Beware the guy who's telling you what he's doing while he's doing it.

Even in his explanation of the one trick, he left something out... how he manipulated the 'mark' to ALWAYS pick one of the three cards he had pre-hidden. Yes, I'm sure they're the three most common cards to be picked, but I doubt that they represent more than 50% of the population's first choice. And since no magician wants to be amazing only 50% of the time, he's still hiding something from us, and THAT'S where the 'Magic' is.
posted by oneswellfoop at 1:59 PM on February 25, 2012


That's nothing -- I thought rtha's comment was going to be about David Lee Roth.
posted by theredpen at 2:00 PM on February 25, 2012 [7 favorites]


I thought this was going to be about bank tellers.

I thought this was going to be about libertarians.


I thought it was going to be about hydrogen bombs.
posted by jet_silver at 2:00 PM on February 25, 2012 [4 favorites]


I wish we heard from Teller more often than we hear from Penn.

And again, that's why we listen when Teller says, well, anything.


I couldn't really imagine being this person's Significant Other. Or maybe I could... playful deception may be the glue that ties a good relationship together. And I wouldn't worry about anyone being trapped in a closet. Or hacked into pieces. Someone like Teller would find a way out of that situation. And also catch a bullet in his mouth.
posted by alex_skazat at 2:03 PM on February 25, 2012


Oneswellfoop, he doesn't have to manipulate the mark to make them choose one of those cards: they're the only three cards (picked blind) from the prepared deck.
posted by maudlin at 2:06 PM on February 25, 2012 [1 favorite]


Even in his explanation of the one trick, he left something out... how he manipulated the 'mark' to ALWAYS pick one of the three cards he had pre-hidden.

No, he explains it:

"First, the preparation: I slip a queen of hearts in my right shoe, an ace of spades in my left and a three of clubs in my wallet. Then I manufacture an entire deck out of duplicates of those three cards. That takes 18 decks, which is costly and tedious (No. 2—More trouble than it’s worth)."
posted by RustyBrooks at 2:07 PM on February 25, 2012 [3 favorites]


OK, so where can I get card decks in bulk? I need about 18
posted by holdkris99 at 2:11 PM on February 25, 2012


I thought this was going to be about bank tellers.

I thought it was going to be about Homer.
posted by holdkris99 at 2:12 PM on February 25, 2012


OK, so where can I get card decks in bulk? I need about 18

You, me, and 16 other mefites need to get together for this trick.
posted by jeather at 2:12 PM on February 25, 2012 [2 favorites]

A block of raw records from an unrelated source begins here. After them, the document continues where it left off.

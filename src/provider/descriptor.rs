//! Provider descriptor data structures shared by all flows.
//!
//! One descriptor replaces per-environment copies of the connector: endpoints, the scope
//! requested during the handshake, and the client-auth preference all live here.

/// Builder API for assembling provider descriptors.
pub mod builder;
/// Grant identifiers used in token requests and error context.
pub mod grant;

pub use builder::*;
pub use grant::*;

// self
use crate::{_prelude::*, auth::ProviderId};

/// Scope requested by default so the provider issues a refresh token.
pub const DEFAULT_SCOPE: &str = "offline_access";

/// Preferred client authentication modes for token endpoint calls.
#[derive(Clone, Copy, Debug, Default, PartialEq, Eq, Serialize, Deserialize)]
#[serde(rename_all = "snake_case")]
pub enum ClientAuthMethod {
	/// HTTP Basic with `client_id`/`client_secret`.
	ClientSecretBasic,
	#[default]
	/// Form POST body parameters for `client_id`/`client_secret`.
	ClientSecretPost,
}

/// Endpoint set declared by a provider descriptor.
#[derive(Clone, Debug, PartialEq, Eq, Serialize, Deserialize)]
pub struct ProviderEndpoints {
	/// Authorization endpoint users are redirected to.
	pub authorization: Url,
	/// Token endpoint used for code exchanges and refreshes.
	pub token: Url,
	/// URL probed with `GET` while connecting.
	pub health_check: Url,
}

/// Immutable provider descriptor consumed by flows.
#[derive(Clone, Debug, PartialEq, Eq, Serialize, Deserialize)]
pub struct ProviderDescriptor {
	/// Descriptor identifier.
	pub id: ProviderId,
	/// Endpoint definitions exposed by the provider.
	pub endpoints: ProviderEndpoints,
	/// Scope string sent on the authorize URL.
	pub scope: String,
	/// Preferred client authentication mechanism.
	pub preferred_client_auth_method: ClientAuthMethod,
}
impl ProviderDescriptor {
	/// Creates a new builder for the provided identifier.
	pub fn builder(id: ProviderId) -> ProviderDescriptorBuilder {
		ProviderDescriptorBuilder::new(id)
	}

	/// Parses and validates a descriptor from JSON.
	pub fn from_json(raw: &str) -> Result<Self> {
		let mut de = serde_json::Deserializer::from_str(raw);
		let descriptor: Self = serde_path_to_error::deserialize(&mut de)
			.map_err(|e| crate::error::ConfigError::malformed_json("provider descriptor", e))?;

		descriptor.validate().map_err(crate::error::ConfigError::from)?;

		Ok(descriptor)
	}
}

You, me, and 16 other mefites need to get together for this trick.

Awesome, we could then all have our own trick deck to go our separate ways with. Note to self: bring deck of cards to next Mefi Dallas meetup, encourage others to do the same.
posted by holdkris99 at 2:14 PM on February 25, 2012 [1 favorite]


As a serious answer to the where do you get 18 decks of cards question, Dollar Stores often have very low quality decks for sale (mine even has them in two-packs).
posted by codacorolla at 2:37 PM on February 25, 2012 [1 favorite]


I find "Make the secret a lot more trouble than the trick seems worth" to be an especially interesting rule. Instead of misdirecting attention or providing deceptive sensory input, it breaks one's cognitive abilities by virtue of conflicting with Bayesian logic, which (more or less) seems to underlie a lot of how things with brains, including us, work. So is, I suppose, the bit about the lie told to one's self. Both alter the prior distribution, albeit in quite different ways.
posted by Schismatic at 2:40 PM on February 25, 2012 [7 favorites]


The funny thing, it seems to me, is that he's so proficient that even after telling you all of these fundamental principles he's going to fool you anyways.

I recall reading somewhere -- probably linked from here, as a matter of fact -- that Teller spent months to years utterly mastering the Red Ball Trick.

He finally showed it to Penn, and Penn was blown away. He then said there's no way that trick is going into the show.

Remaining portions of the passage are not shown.